When Development Falters…
Baba Eugene is a pioneer – from his own initiative. Together with his wife and his six year old son have moved to Mtua Longa in the Lindi Region, having completed a one year course in conservational agriculture and entrepreneurship. They have come to start their own small agribusiness and to teach conservational farming methods to the small holders in the village.
Mama Eugine has opened a small store by the market place. There she sells fabric and second hand clothes. She is also tailoring but business is running well because the people in the village can only afford the most necessary things, especially in the month of January when school begins and the parents have to buy school uniforms and writing materials. For many families this is hard to shoulder. It is a vicious circle.
Baba Eugene has leased two fields. For going to one he has to walk for one hour. It is faster to go there by motor bike, but he cannot afford one. We reach the other field in a five minute walk. It is not large, about 60 by 30 meters.
He has shaped the soil in long wave like rows because the field is on a slope and the rain would else wash away topsoil and the sprouting plants. But now the rainwater can collect in the grooves and even after the rain keep the soil moist.
Among others crops he has planted sweet potatoes and eggplants, and it looks promising, because the soil is much better than where we come from, Mchinga.
The financial support by the training institution was comparatively small. Around 850 EUR. From this he had to pay the move, basic things for household and farm, rent for the Room, the lease for the fields and the rent for the little store, and living expenses. But it is not sufficient. And there are still two months to the first harvest. Their home church helps them best as they can, but they cannot supply sufficiently.
We are invited for lunch and are served rice with a vegetable mix including sweet potatoes. It is delicious!
We talk about the village, the neighbours, Eugenes school. We hear that the only fruits cultivated in the village are mango and a few Bananas. Other fruits have to be bought and they are expensive. Baba Eugene asks us if we could help him. He was told that if he needed money he should ask his home church or us. And he begins to number the things that he needs: manure for the fields, seeds, and so on. But I have to explain him that we neither have the mission nor the budget to be of assistence to that extend. We have come here to train people in public relations and to write about the progress of the agricultural projects.
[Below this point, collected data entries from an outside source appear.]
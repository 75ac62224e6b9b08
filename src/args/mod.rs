//! CLI argument types and parsing helpers.
mod cli;
mod defaults;
pub(crate) mod parsers;
mod types;

#[cfg(test)]
mod tests;

pub use cli::LoadArgs;
pub use types::{HttpMethod, PositiveU64, PositiveUsize};

pub(crate) use defaults::{DEFAULT_CONFIG_FILES, DEFAULT_ROUND_INTERVAL, DEFAULT_USER_AGENT};
pub(crate) use parsers::{parse_duration_arg, parse_duration_value, parse_header};
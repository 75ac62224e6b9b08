use tokio::time::Instant;

#[derive(Debug, Clone, Copy)]
struct Bucket {
    second: u64,
    count: u64,
}

/// Rolling count of outcomes per whole second since the run started.
///
/// Holds `window_secs + 1` buckets so the second in progress never evicts the
/// oldest complete one.
#[derive(Debug, Clone)]
pub struct ThroughputWindow {
    origin: Instant,
    window_secs: u64,
    buckets: Vec<Option<Bucket>>,
}

impl ThroughputWindow {
    #[must_use]
    pub fn new(origin: Instant, window_secs: u64) -> Self {
        let window_secs = window_secs.max(1);
        let slots = usize::try_from(window_secs.saturating_add(1)).unwrap_or(usize::MAX);
        Self {
            origin,
            window_secs,
            buckets: vec![None; slots],
        }
    }

    #[must_use]
    pub const fn window_secs(&self) -> u64 {
        self.window_secs
    }

    /// Count one outcome that finished at `at`. Outcomes older than every
    /// bucket are ignored.
    pub fn record(&mut self, at: Instant) {
        let second = at.saturating_duration_since(self.origin).as_secs();
        let Some(slot) = self.slot_mut(second) else {
            return;
        };
        match slot {
            Some(bucket) if bucket.second == second => {
                bucket.count = bucket.count.saturating_add(1);
            }
            Some(bucket) if bucket.second > second => {}
            Some(_) | None => *slot = Some(Bucket { second, count: 1 }),
        }
    }

    /// Outcomes per second over the complete seconds in the window ending at
    /// `now`. During the first second the partial second is used instead.
    #[must_use]
    pub fn rate_per_sec(&self, now: Instant) -> u64 {
        let elapsed = now.saturating_duration_since(self.origin);
        let now_sec = elapsed.as_secs();
        if now_sec == 0 {
            let count = self.count_between(0, 0);
            let millis = u64::try_from(elapsed.as_millis()).unwrap_or(u64::MAX).max(1);
            return count
                .saturating_mul(1_000)
                .checked_div(millis)
                .unwrap_or(0);
        }
        let first = now_sec.saturating_sub(self.window_secs);
        let last = now_sec.saturating_sub(1);
        let span = now_sec.saturating_sub(first).max(1);
        self.count_between(first, last)
            .checked_div(span)
            .unwrap_or(0)
    }

    fn count_between(&self, first: u64, last: u64) -> u64 {
        self.buckets
            .iter()
            .flatten()
            .filter(|bucket| bucket.second >= first && bucket.second <= last)
            .fold(0u64, |total, bucket| total.saturating_add(bucket.count))
    }

    fn slot_mut(&mut self, second: u64) -> Option<&mut Option<Bucket>> {
        let slots = u64::try_from(self.buckets.len()).ok()?;
        let index = usize::try_from(second.checked_rem(slots)?).ok()?;
        self.buckets.get_mut(index)
    }
}
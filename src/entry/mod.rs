mod plan;

use std::ffi::OsString;

use clap::{CommandFactory, FromArgMatches};

use crate::args::LoadArgs;
use crate::config::default_config_path;
use crate::error::AppResult;
use plan::{build_plan, execute_plan};

pub(crate) fn run() -> AppResult<()> {
    let argv: Vec<OsString> = std::env::args_os().collect();
    if nothing_to_run(&argv) {
        LoadArgs::command().print_help()?;
        println!();
        return Ok(());
    }

    let matches = LoadArgs::command().get_matches_from(argv);
    let args = LoadArgs::from_arg_matches(&matches)?;
    crate::logger::init_logging(args.verbose, args.no_color);

    let runtime = tokio::runtime::Builder::new_multi_thread()
        .enable_all()
        .build()?;
    runtime.block_on(async move {
        let plan = build_plan(args, &matches)?;
        execute_plan(plan).await
    })
}

/// Without flags the only possible settings source is a config file in the
/// working directory; lacking one, usage is more useful than a validation
/// error.
fn nothing_to_run(argv: &[OsString]) -> bool {
    let flags = argv.get(1..).unwrap_or_default();
    let flagless = match flags {
        [] => true,
        [only] => only == "--",
        _ => false,
    };
    flagless && default_config_path().is_none()
}
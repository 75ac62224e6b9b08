mod runner;
mod snapshots;
pub(crate) mod summary;

pub(crate) use runner::{LocalRun, run_local};
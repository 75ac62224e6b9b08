use clap::ValueEnum;
use serde::{Deserialize, Serialize};
use std::num::{NonZeroU64, NonZeroUsize};

use crate::error::ValidationError;

#[derive(Debug, Clone, Copy, ValueEnum, Deserialize, Serialize, PartialEq, Eq)]
#[serde(rename_all = "lowercase")]
pub enum HttpMethod {
    Get,
    Post,
    Patch,
    Put,
    Delete,
    Head,
}

impl HttpMethod {
    #[must_use]
    pub const fn as_str(self) -> &'static str {
        match self {
            HttpMethod::Get => "GET",
            HttpMethod::Post => "POST",
            HttpMethod::Patch => "PATCH",
            HttpMethod::Put => "PUT",
            HttpMethod::Delete => "DELETE",
            HttpMethod::Head => "HEAD",
        }
    }
}

impl std::str::FromStr for HttpMethod {
    type Err = ValidationError;

    fn from_str(s: &str) -> Result<Self, Self::Err> {
        match s.trim().to_ascii_lowercase().as_str() {
            "get" => Ok(HttpMethod::Get),
            "post" => Ok(HttpMethod::Post),
            "patch" => Ok(HttpMethod::Patch),
            "put" => Ok(HttpMethod::Put),
            "delete" => Ok(HttpMethod::Delete),
            "head" => Ok(HttpMethod::Head),
            _ => Err(ValidationError::InvalidMethod {
                value: s.to_owned(),
            }),
        }
    }
}

#[derive(Debug, Clone, Copy, PartialEq, Eq)]
pub struct PositiveU64(NonZeroU64);

impl PositiveU64 {
    #[must_use]
    pub const fn get(self) -> u64 {
        self.0.get()
    }
}

impl TryFrom<u64> for PositiveU64 {
    type Error = ValidationError;

    fn try_from(value: u64) -> Result<Self, Self::Error> {
        NonZeroU64::new(value)
            .map(PositiveU64)
            .ok_or(ValidationError::ValueTooSmall { min: 1 })
    }
}

impl std::str::FromStr for PositiveU64 {
    type Err = ValidationError;

    fn from_str(s: &str) -> Result<Self, Self::Err> {
        let value: u64 = s
            .trim()
            .parse()
            .map_err(|err| ValidationError::InvalidNumber { source: err })?;
        PositiveU64::try_from(value)
    }
}

impl From<PositiveU64> for u64 {
    fn from(value: PositiveU64) -> Self {
        value.get()
    }
}

#[derive(Debug, Clone, Copy, PartialEq, Eq)]
pub struct PositiveUsize(NonZeroUsize);

impl PositiveUsize {
    #[must_use]
    pub const fn get(self) -> usize {
        self.0.get()
    }
}

impl TryFrom<usize> for PositiveUsize {
    type Error = ValidationError;

    fn try_from(value: usize) -> Result<Self, Self::Error> {
        NonZeroUsize::new(value)
            .map(PositiveUsize)
            .ok_or(ValidationError::ValueTooSmall { min: 1 })
    }
}

impl std::str::FromStr for PositiveUsize {
    type Err = ValidationError;

    fn from_str(s: &str) -> Result<Self, Self::Err> {
        let value: usize = s
            .trim()
            .parse()
            .map_err(|err| ValidationError::InvalidNumber { source: err })?;
        PositiveUsize::try_from(value)
    }
}

impl From<PositiveUsize> for usize {
    fn from(value: PositiveUsize) -> Self {
        value.get()
    }
}
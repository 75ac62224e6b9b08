use chrono::Utc;

#[derive(Debug, Clone, PartialEq, Eq)]
enum Segment {
    Literal(String),
    Seq,
    TimestampMs,
}

/// Text with `{{seq}}` and `{{timestamp_ms}}` placeholders, parsed once and
/// rendered per request. Unknown placeholders are kept verbatim.
#[derive(Debug, Clone, PartialEq, Eq)]
pub struct Template {
    segments: Vec<Segment>,
}

impl Template {
    #[must_use]
    pub fn parse(input: &str) -> Self {
        let mut segments = Vec::new();
        let mut literal = String::new();
        let mut rest = input;

        loop {
            let Some(start) = rest.find("{{") else {
                literal.push_str(rest);
                break;
            };
            let (before, after_start) = rest.split_at(start);
            literal.push_str(before);
            let after = after_start.get(2..).unwrap_or_default();
            let Some(end) = after.find("}}") else {
                literal.push_str(after_start);
                break;
            };
            let (key_part, after_end) = after.split_at(end);
            let placeholder = match key_part.trim() {
                "seq" => Some(Segment::Seq),
                "timestamp_ms" => Some(Segment::TimestampMs),
                _ => None,
            };
            match placeholder {
                Some(segment) => {
                    if !literal.is_empty() {
                        segments.push(Segment::Literal(std::mem::take(&mut literal)));
                    }
                    segments.push(segment);
                }
                None => {
                    literal.push_str("{{");
                    literal.push_str(key_part);
                    literal.push_str("}}");
                }
            }
            rest = after_end.get(2..).unwrap_or_default();
        }

        if !literal.is_empty() {
            segments.push(Segment::Literal(literal));
        }
        Self { segments }
    }

    /// Whether rendering depends on the request.
    #[must_use]
    pub fn is_dynamic(&self) -> bool {
        self.segments
            .iter()
            .any(|segment| !matches!(segment, Segment::Literal(_)))
    }

    #[must_use]
    pub fn render(&self, seq: u64) -> String {
        let mut output = String::new();
        for segment in &self.segments {
            match segment {
                Segment::Literal(text) => output.push_str(text),
                Segment::Seq => output.push_str(&seq.to_string()),
                Segment::TimestampMs => {
                    output.push_str(&Utc::now().timestamp_millis().to_string());
                }
            }
        }
        output
    }
}
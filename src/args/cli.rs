use clap::Parser;
use std::time::Duration;

use super::defaults::{
    DEFAULT_CONCURRENCY, DEFAULT_CONNECT_TIMEOUT, DEFAULT_EXPECTED_STATUS, DEFAULT_REDIRECT_LIMIT,
};
use super::parsers::{parse_duration_arg, parse_header, parse_positive_u64, parse_positive_usize};
use super::types::{HttpMethod, PositiveU64, PositiveUsize};

#[derive(Debug, Parser, Clone)]
#[clap(
    version,
    about = "Async HTTP load generator - closed-loop, fixed-rate and batched-round load with live latency statistics.",
    next_help_heading = "Advanced Options"
)]
pub struct LoadArgs {
    /// Target URL (repeatable, requests cycle through the list)
    #[arg(long = "url", short = 'u', help_heading = "Common Options")]
    pub urls: Vec<String>,

    /// Read target URLs from a newline-delimited file
    #[arg(long = "urls-file", help_heading = "Common Options")]
    pub urls_file: Option<String>,

    /// HTTP method to use
    #[arg(
        long,
        short = 'X',
        default_value = "get",
        ignore_case = true,
        help_heading = "Common Options"
    )]
    pub method: HttpMethod,

    /// HTTP headers in 'Key: Value' format (repeatable)
    #[arg(long = "header", short = 'H', value_parser = parse_header)]
    pub headers: Vec<(String, String)>,

    /// Request body ({{seq}} and {{timestamp_ms}} are rendered per request)
    #[arg(long, short = 'd')]
    pub data: Option<String>,

    /// Status code a response must carry to count as success
    #[arg(long = "expected-status", default_value_t = DEFAULT_EXPECTED_STATUS)]
    pub expected_status: u16,

    /// Fail responses whose body does not contain this text
    #[arg(long = "body-contains")]
    pub body_contains: Option<String>,

    /// Number of concurrent workers
    #[arg(
        long,
        short = 'c',
        default_value = DEFAULT_CONCURRENCY,
        value_parser = parse_positive_usize,
        help_heading = "Common Options"
    )]
    pub concurrency: PositiveUsize,

    /// Stop after this many requests
    #[arg(
        long = "requests",
        short = 'n',
        value_parser = parse_positive_u64,
        help_heading = "Common Options"
    )]
    pub requests: Option<PositiveU64>,

    /// Steady-state duration after the ramp (supports ms/s/m/h)
    #[arg(
        long = "duration",
        short = 't',
        value_parser = parse_duration_arg,
        help_heading = "Common Options"
    )]
    pub duration: Option<Duration>,

    /// Ramp-up period (supports ms/s/m/h)
    #[arg(long = "ramp", value_parser = parse_duration_arg)]
    pub ramp: Option<Duration>,

    /// Issue requests at a fixed rate per second instead of closed-loop
    #[arg(long = "rate", value_parser = parse_positive_u64, conflicts_with = "round_size")]
    pub rate: Option<PositiveU64>,

    /// Issue requests in batches of this size, waiting for each batch to finish
    #[arg(long = "round-size", value_parser = parse_positive_u64)]
    pub round_size: Option<PositiveU64>,

    /// Pause between batches (supports ms/s/m/h)
    #[arg(long = "round-interval", value_parser = parse_duration_arg)]
    pub round_interval: Option<Duration>,

    /// Per-request timeout (supports ms/s/m/h)
    #[arg(long = "timeout", value_parser = parse_duration_arg)]
    pub request_timeout: Option<Duration>,

    /// TCP/TLS connect timeout (supports ms/s/m/h)
    #[arg(long = "connect-timeout", default_value = DEFAULT_CONNECT_TIMEOUT, value_parser = parse_duration_arg)]
    pub connect_timeout: Duration,

    /// Accept invalid TLS certificates
    #[arg(long)]
    pub insecure: bool,

    /// Maximum redirects to follow (0 disables redirects)
    #[arg(long = "redirect-limit", default_value_t = DEFAULT_REDIRECT_LIMIT)]
    pub redirect_limit: usize,

    /// Outcome buffer size (defaults to 4 slots per worker)
    #[arg(long = "buffer-size", value_parser = parse_positive_usize)]
    pub buffer_size: Option<PositiveUsize>,

    /// Fail the run when recording an outcome blocks longer than this
    #[arg(long = "backpressure-timeout", value_parser = parse_duration_arg)]
    pub backpressure_timeout: Option<Duration>,

    /// How long in-flight requests may finish after a stop
    #[arg(long = "drain-grace", value_parser = parse_duration_arg)]
    pub drain_grace: Option<Duration>,

    /// Worker faults tolerated before the run fails
    #[arg(long = "fault-budget")]
    pub fault_budget: Option<usize>,

    /// Interval between progress snapshots (supports ms/s/m/h)
    #[arg(long = "snapshot-interval", value_parser = parse_duration_arg)]
    pub snapshot_interval: Option<Duration>,

    /// Width of the sliding throughput window in seconds
    #[arg(long = "throughput-window", value_parser = parse_positive_u64)]
    pub throughput_window: Option<PositiveU64>,

    /// Append every snapshot as one JSON line to this file
    #[arg(long = "snapshot-out")]
    pub snapshot_out: Option<String>,

    /// Send one request before the run and abort if it fails
    #[arg(long)]
    pub preflight: bool,

    /// Path to a TOML or JSON config file
    #[arg(long)]
    pub config: Option<String>,

    /// Enable debug logging
    #[arg(long, short = 'v')]
    pub verbose: bool,

    /// Disable colored log output
    #[arg(long = "no-color")]
    pub no_color: bool,
}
His disappointment is clearly visible.
Most people here do not see that giving money does not help in the long run. The Western nations have made this mistake over dekades and people here have gotten used to it.
Sure, help must be extended. But we need a wholistic approach. Training people in sustainable conservation agriculture, which yields better crops is one thing. Also, markets have to be developed, where there is a need for products, products have to be adapted to the demand, and new secondary products have to be developed. Thirdly, infrastructure and transport have to be improved. In the beginning this needs investments, but by the end of the day this is selfsustaining and enables people to supply their own living. Help is needed!
It does not sound substantial, if you tell the people here, “Trust in the Lord God, he will help you.”
Sad on one hand, annoyed about the situation on the other, we travel back to Lindi.
We hope that this young family has enough perseverence to make it through the obstacles and challenges, that their church will find a way to support them, and that the endeavour in the end is successfull.